Les députés prodémocratie de Hong Kong ont fait échec jeudi à un projet controversé de réforme électorale, un acte spectaculaire de défiance à l'égard de Pékin qui avait mis en garde contre la menace de «chaos» si le texte était rejeté.

Pas une voix n'a manqué au camp prodémocratie pour dire non à ce texte fixant les modalités de l'élection en 2017 du chef de l'exécutif de l'ancienne colonie britannique, revenue dans le giron de la Chine en 1997.

«Le message que nous envoyons au gouvernement central du peuple (le gouvernement chinois, NDLR) et au gouvernement de Hong Kong est que les Hongkongais n'acceptent pas la parodie de démocratie», a déclaré le président du Civic Party, Alan Leong.

«Ce résultat ne nous satisfait pas», a promptement réagi le porte-parole du ministère chinois des Affaires étrangères, Lu Kang. La Chine veut «poursuivre le développement démocratique de Hong Kong» dans l'intérêt de sa stabilité et de sa prospérité, a-t-il ajouté.

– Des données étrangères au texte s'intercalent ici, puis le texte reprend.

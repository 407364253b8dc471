//! Tile-by-tile calibration of a mirror array.
//!
//! [`CalibrationRunner`] walks the grid in row-major order. Each tile is
//! homed, captured at rest and step-tested on both axes; the final pass
//! rejects blob-size outliers, derives the [`GridBlueprint`](crate::grid::GridBlueprint)
//! and fills every tile's ideal target.

mod config;
mod runner;
mod state;
mod summary;

pub use config::{AlignmentSettings, RetryPolicy, RunMode, RunnerConfig};
pub use runner::{CalibrationRunner, RunnerError, RunnerHandle, StateCallback};
pub use state::{
    AxisSteps, CalibrationRunnerState, RunProgress, RunnerPhase, TileMetrics, TilePhase,
    TileRunState, TileStatus,
};
pub use summary::{CalibrationRunSummary, GridSize, OutlierAnalysis, TileSummary};
//! Point and delta conversion between coordinate spaces.
//!
//! Every conversion goes through viewport space: a source point is first
//! brought to viewport, then taken out to the destination. Adding a space
//! only needs its two viewport-adjacent functions.

use super::space::{Axis, ConvertContext, CoordinateSpace, Point2, Roi};

/// Convert a tagged point into another space.
pub fn convert(point: Point2, to: CoordinateSpace, ctx: &ConvertContext) -> Point2 {
    if point.space == to {
        return point;
    }
    let (vx, vy) = to_viewport(point.x, point.y, point.space, ctx);
    let (x, y) = from_viewport(vx, vy, to, ctx);
    Point2::new(x, y, to)
}

/// Convert raw coordinates between two named spaces.
pub fn convert_xy(
    x: f64,
    y: f64,
    from: CoordinateSpace,
    to: CoordinateSpace,
    ctx: &ConvertContext,
) -> (f64, f64) {
    let p = convert(Point2::new(x, y, from), to, ctx);
    (p.x, p.y)
}

/// Convert a scalar delta along one axis.
///
/// A delta has no origin, so only the scale factors of each space apply.
pub fn convert_delta(
    delta: f64,
    axis: Axis,
    from: CoordinateSpace,
    to: CoordinateSpace,
    ctx: &ConvertContext,
) -> f64 {
    if from == to {
        return delta;
    }
    let viewport = delta / viewport_scale(axis, from, ctx);
    viewport * viewport_scale(axis, to, ctx)
}

/// Units of `space` per one viewport unit along `axis`.
fn viewport_scale(axis: Axis, space: CoordinateSpace, ctx: &ConvertContext) -> f64 {
    match space {
        CoordinateSpace::Viewport => 1.0,
        CoordinateSpace::Camera => ctx.dim(axis),
        CoordinateSpace::Centered | CoordinateSpace::Pattern => 2.0,
        CoordinateSpace::Isotropic => ctx.dim(axis) / ctx.max_dim(),
    }
}

fn to_viewport(x: f64, y: f64, from: CoordinateSpace, ctx: &ConvertContext) -> (f64, f64) {
    match from {
        CoordinateSpace::Viewport => (x, y),
        CoordinateSpace::Camera => (x / ctx.width, y / ctx.height),
        CoordinateSpace::Centered | CoordinateSpace::Pattern => ((x + 1.0) / 2.0, (y + 1.0) / 2.0),
        CoordinateSpace::Isotropic => {
            let max_dim = ctx.max_dim();
            let px = x * max_dim - ctx.isotropic_offset(Axis::X);
            let py = y * max_dim - ctx.isotropic_offset(Axis::Y);
            (px / ctx.width, py / ctx.height)
        }
    }
}

fn from_viewport(x: f64, y: f64, to: CoordinateSpace, ctx: &ConvertContext) -> (f64, f64) {
    match to {
        CoordinateSpace::Viewport => (x, y),
        CoordinateSpace::Camera => (x * ctx.width, y * ctx.height),
        CoordinateSpace::Centered | CoordinateSpace::Pattern => (x * 2.0 - 1.0, y * 2.0 - 1.0),
        CoordinateSpace::Isotropic => {
            // Detector noise can put blobs just outside the frame.
            let max_dim = ctx.max_dim();
            let ix = (x * ctx.width + ctx.isotropic_offset(Axis::X)) / max_dim;
            let iy = (y * ctx.height + ctx.isotropic_offset(Axis::Y)) / max_dim;
            (ix.clamp(0.0, 1.0), iy.clamp(0.0, 1.0))
        }
    }
}

/// A conversion context bundled with convenience methods.
///
/// The context is never mutated in place; `with_roi` returns a new transformer.
#[derive(Debug, Clone, Copy, PartialEq)]
pub struct Transformer {
    ctx: ConvertContext,
}

impl Transformer {
    pub fn new(ctx: ConvertContext) -> Self {
        Self { ctx }
    }

    /// Transformer for an image of the given pixel dimensions.
    pub fn for_image(width: f64, height: f64) -> Self {
        Self::new(ConvertContext::new(width, height))
    }

    pub fn context(&self) -> &ConvertContext {
        &self.ctx
    }

    pub fn roi(&self) -> Option<Roi> {
        self.ctx.roi
    }

    /// Return a copy with the region of interest replaced.
    pub fn with_roi(&self, roi: Option<Roi>) -> Self {
        Self {
            ctx: ConvertContext { roi, ..self.ctx },
        }
    }

    pub fn convert(&self, point: Point2, to: CoordinateSpace) -> Point2 {
        convert(point, to, &self.ctx)
    }

    pub fn to_viewport(&self, point: Point2) -> Point2 {
        self.convert(point, CoordinateSpace::Viewport)
    }

    pub fn to_camera(&self, point: Point2) -> Point2 {
        self.convert(point, CoordinateSpace::Camera)
    }

    pub fn to_centered(&self, point: Point2) -> Point2 {
        self.convert(point, CoordinateSpace::Centered)
    }

    pub fn to_pattern(&self, point: Point2) -> Point2 {
        self.convert(point, CoordinateSpace::Pattern)
    }

    pub fn to_isotropic(&self, point: Point2) -> Point2 {
        self.convert(point, CoordinateSpace::Isotropic)
    }

    pub fn delta(&self, delta: f64, axis: Axis, from: CoordinateSpace, to: CoordinateSpace) -> f64 {
        convert_delta(delta, axis, from, to, &self.ctx)
    }

    /// Whether the point falls inside the region of interest. Always true without one.
    pub fn contains(&self, point: Point2) -> bool {
        match self.ctx.roi {
            Some(roi) => {
                let v = self.to_viewport(point);
                roi.contains_viewport(v.x, v.y)
            }
            None => true,
        }
    }
}

#[cfg(test)]
mod tests {
    use super::*;

    const EPS: f64 = 1e-9;

    fn close(a: f64, b: f64) -> bool {
        (a - b).abs() < EPS
    }

    fn sample_points(space: CoordinateSpace) -> Vec<Point2> {
        let raw: &[(f64, f64)] = match space {
            CoordinateSpace::Camera => &[(0.0, 0.0), (640.0, 360.0), (1919.0, 5.5)],
            CoordinateSpace::Viewport => &[(0.0, 1.0), (0.5, 0.5), (0.13, 0.87)],
            // Only the aspect-valid band round-trips exactly (clamping applies outside it).
            CoordinateSpace::Isotropic => &[(0.5, 0.5), (0.1, 0.3), (0.9, 0.7)],
            CoordinateSpace::Centered | CoordinateSpace::Pattern => {
                &[(-1.0, 1.0), (0.0, 0.0), (0.25, -0.6)]
            }
        };
        raw.iter().map(|&(x, y)| Point2::new(x, y, space)).collect()
    }

    #[test]
    fn test_round_trip_every_pair() {
        let ctx = ConvertContext::new(1920.0, 1080.0);
        for from in CoordinateSpace::ALL {
            for to in CoordinateSpace::ALL {
                for p in sample_points(from) {
                    let there = convert(p, to, &ctx);
                    assert_eq!(there.space, to);
                    let back = convert(there, from, &ctx);
                    assert!(
                        close(back.x, p.x) && close(back.y, p.y),
                        "{from} -> {to} -> {from}: {:?} became {:?}",
                        p,
                        back
                    );
                }
            }
        }
    }

    #[test]
    fn test_identity_conversion() {
        let ctx = ConvertContext::new(800.0, 600.0);
        let p = Point2::new(3.5, -2.0, CoordinateSpace::Camera);
        assert_eq!(convert(p, CoordinateSpace::Camera, &ctx), p);
        let same = convert_delta(
            7.0,
            Axis::Y,
            CoordinateSpace::Pattern,
            CoordinateSpace::Pattern,
            &ctx,
        );
        assert_eq!(same, 7.0);
    }

    #[test]
    fn test_camera_center_is_pattern_origin() {
        let ctx = ConvertContext::new(1920.0, 1080.0);
        let p = convert(Point2::camera(960.0, 540.0), CoordinateSpace::Pattern, &ctx);
        assert!(close(p.x, 0.0) && close(p.y, 0.0));
    }

    #[test]
    fn test_isotropic_letterboxes_short_axis() {
        let ctx = ConvertContext::new(1920.0, 1080.0);
        let top_left = convert(Point2::viewport(0.0, 0.0), CoordinateSpace::Isotropic, &ctx);
        assert!(close(top_left.x, 0.0));
        assert!(close(top_left.y, 420.0 / 1920.0));
    }

    #[test]
    fn test_isotropic_clamps_only_on_the_way_in() {
        let ctx = ConvertContext::new(1000.0, 500.0);
        let outside = convert(Point2::camera(1010.0, -20.0), CoordinateSpace::Isotropic, &ctx);
        assert_eq!(outside.x, 1.0);
        assert!(outside.y >= 0.0);

        let edge = Point2::new(0.5, 0.0, CoordinateSpace::Isotropic);
        let back = convert(edge, CoordinateSpace::Viewport, &ctx);
        assert!(back.y < 0.0);
    }

    #[test]
    fn test_delta_uses_scale_only() {
        let ctx = ConvertContext::new(1920.0, 1080.0);
        use CoordinateSpace::{Camera, Isotropic, Pattern};

        let dx = convert_delta(192.0, Axis::X, Camera, Pattern, &ctx);
        let dy = convert_delta(108.0, Axis::Y, Camera, Pattern, &ctx);
        assert!(close(dx, 0.2));
        assert!(close(dy, 0.2));

        let iso = convert_delta(108.0, Axis::Y, Camera, Isotropic, &ctx);
        assert!(close(iso, 108.0 / 1920.0));
        let back = convert_delta(iso, Axis::Y, Isotropic, Camera, &ctx);
        assert!(close(back, 108.0));
    }

    #[test]
    fn test_with_roi_returns_new_transformer() {
        let base = Transformer::for_image(100.0, 100.0);
        let roi = Roi::new(0.0, 0.0, 0.5, 0.5);
        let scoped = base.with_roi(Some(roi));

        assert_eq!(base.roi(), None);
        assert_eq!(scoped.roi(), Some(roi));
        assert!(scoped.contains(Point2::camera(10.0, 10.0)));
        assert!(!scoped.contains(Point2::camera(90.0, 10.0)));
        assert!(base.contains(Point2::camera(90.0, 10.0)));
    }
}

La vice-chef de l'exécutif de Hong Kong, Carrie Lam, s'est de son côté déclarée «triste et déçue».

À l'extérieur du Parlement, une centaine de militants prodémocratie ont accueilli la victoire du «Non» par des cris de joie.

«Je suis super content!», s'est exclamé Ken Tsang, un informaticien de 30 ans, en fustigeant un texte «non démocratique» fait «pour ceux qui sont déjà au pouvoir».

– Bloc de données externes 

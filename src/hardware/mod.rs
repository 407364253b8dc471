//! Boundary to the camera capture and motor-command collaborators.
//!
//! The runner only sees these traits. Real transports and detectors live
//! outside this crate; [`SimulatedRig`] implements both for demos and tests.

mod sim;

use async_trait::async_trait;
use futures::future::join_all;
use serde::{Deserialize, Serialize};
use thiserror::Error;

use crate::grid::MotorRef;
use crate::measurement::BlobMeasurement;

pub use sim::{SimulatedRig, SimulatedTile};

/// Capture and actuator failures.
#[derive(Error, Debug, Clone, PartialEq)]
pub enum HardwareError {
    #[error("Capture failed: {0}")]
    CaptureFailed(String),
    #[error("No blob detected")]
    NoBlob,
    #[error("Motor {0} is busy")]
    Busy(String),
    #[error("Position {position} out of range for motor {motor}")]
    OutOfRange { motor: String, position: i32 },
    #[error("Motor command failed: {0}")]
    CommandFailed(String),
    #[error("Timed out after {0}ms")]
    Timeout(u64),
}

/// Absolute move request for one actuator.
#[derive(Debug, Clone, PartialEq, Serialize, Deserialize)]
#[serde(rename_all = "camelCase")]
pub struct MoveCommand {
    pub mac: String,
    pub motor_id: u8,
    pub position_steps: i32,
    pub speed_sps: Option<u32>,
}

impl MoveCommand {
    pub fn to(motor: &MotorRef, position_steps: i32) -> Self {
        Self {
            mac: motor.mac.clone(),
            motor_id: motor.motor_index,
            position_steps,
            speed_sps: None,
        }
    }

    pub fn with_speed(mut self, speed_sps: Option<u32>) -> Self {
        self.speed_sps = speed_sps;
        self
    }
}

/// Acknowledgement that a motor command finished.
#[derive(Debug, Clone, PartialEq, Serialize, Deserialize)]
#[serde(rename_all = "camelCase")]
pub struct Completion {
    pub mac: String,
    pub motor_id: Option<u8>,
    /// Final position, when the controller reports one.
    pub position_steps: Option<i32>,
}

/// Source of blob measurements.
///
/// `Ok(None)` means the detector found nothing; callers treat it like an error.
#[async_trait]
pub trait CaptureSource: Send + Sync {
    async fn capture_measurement(&self) -> Result<Option<BlobMeasurement>, HardwareError>;
}

/// Motor command transport.
#[async_trait]
pub trait MotorController: Send + Sync {
    /// Move to an absolute position.
    async fn move_motor(&self, cmd: MoveCommand) -> Result<Completion, HardwareError>;

    /// Run the homing routine of one motor.
    async fn home_motor(&self, mac: &str, motor_id: u8) -> Result<Completion, HardwareError>;

    /// Move relative to the current position.
    async fn nudge_motor(
        &self,
        mac: &str,
        motor_id: u8,
        delta_steps: i32,
    ) -> Result<Completion, HardwareError>;

    /// Home every motor on the given controllers.
    async fn home_all(&self, macs: &[String]) -> Result<Vec<Completion>, HardwareError>;
}

/// Dispatch independent moves concurrently and wait for all of them.
///
/// One failure does not stop the rest; results come back in command order.
pub async fn dispatch_moves(
    motors: &dyn MotorController,
    commands: Vec<MoveCommand>,
) -> Vec<Result<Completion, HardwareError>> {
    join_all(commands.into_iter().map(|cmd| motors.move_motor(cmd))).await
}
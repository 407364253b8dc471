//! Step-test calculations: actuator perturbation to displacement sensitivity and back.

mod calculator;

pub use calculator::{
    axis_sign, combine_step_test_results, compute_alignment_target_steps,
    compute_average_size_delta, compute_axis_step_test_result, get_axis_step_delta,
    ActuatorLimits, AxisStepTestResult, CombinedStepTest, StepTestSettings, StepToDisplacement,
    DEFAULT_DELTA_STEPS, MIN_SENSITIVITY,
};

Le texte devait recueillir la majorité des deux tiers des 70 voix au Conseil législatif (Legco, le Parlement local) pour avoir force de loi.

Comme ils l'avaient annoncé, les 27 députés prodémocratie ont voté contre, provoquant la colère d'une partie des parlementaires pro-Pékin qui ont aussitôt quitté l'hémicycle. Un député loyaliste a tourné casaque et également voté contre, seuls huit députés votant en faveur du texte.

Impasse politique

Les députés pro-Pékin sont sortis lorsque le président du Parlement a décidé de rejeter leur demande de suspension de séance.

Le projet de réforme prévoyait pour la première fois d'instaurer le suffrage universel alors que le chef du gouvernement local est actuellement désigné par un collège de grands électeurs loyal à Pékin.

Mais le Parti communiste chinois (PCC) se réservait le contrôle du processus puisque seuls deux ou trois candidats adoubés par un comité aux ordres auraient été autorisés à se présenter.

Les divisions politiques ont éclaté au grand jour à l'automne 2014 lorsque des dizaines de milliers de militants prodémocratie ont paralysé une partie de la ville plus de deux mois durant, donnant naissance au désormais célèbre «Mouvement des parapluies».

Ils dénoncent un travestissement de la démocratie, mais le gouvernement de Hong Kong a répété à maintes reprises que le projet était à prendre ou à laisser. Aucune nouvelle négociation n'étant envisagée à ce stade, l'impasse politique est totale.

De fait, pour Ivan Choy de l'Université chinoise de Hong Kong, «la réforme politique est désormais au point mort sans doute pour les deux ou trois ans».

Un risque calculé de la part des parlementaires prodémocratie.

«Même si nous n'obtenons pas un véritable suffrage universel, tant que nous n'abandonnons pas le combat, nous n'avons pas perdu», déclarait ainsi le député Gary Fan du mouvement des néo-démocrates avant le vote.

Complot présumé

Les députés pro-Pékin n'ont eu de cesse au contraire de faire valoir que ce projet représentait une avancée, que le rejeter priverait les Hongkongais de l'occasion de voter et serait un facteur de déstabilisation supplémentaire.

«Hong Kong avait une chance d'obtenir le suffrage universel, mais les démocrates l'ont torpillée», se lamentait Leung Ting-to, 63 ans, un militant pro-Pékin interrogé aux abords du Parlement.

Le vote s'est déroulé dans un climat troublé par l'annonce lundi de la mise en échec d'un complot présumé et l'arrestation de dix personnes dont l'une au moins, selon la police, revendiquait son appartenance à un «groupe radical local».

Six d'entre elles ont été inculpées de conspiration en vue de la fabrication d'explosifs, dont cinq ont été placées en détention provisoire.

La presse a évoqué un obscur groupuscule, le Parti national indépendant (PNI), né en janvier dans la mouvance dite «localiste» qui veut prendre ses distances avec Pékin.

Ces arrestations suscitent méfiance et perplexité au sein du camp prodémocratie qui craint un coup monté pour discréditer son combat.

D'après le quotidien South China Morning Post, les suspects ont accusé les policiers de les avoir passés à tabac ou menacés, lors de leur comparution devant la justice mercredi.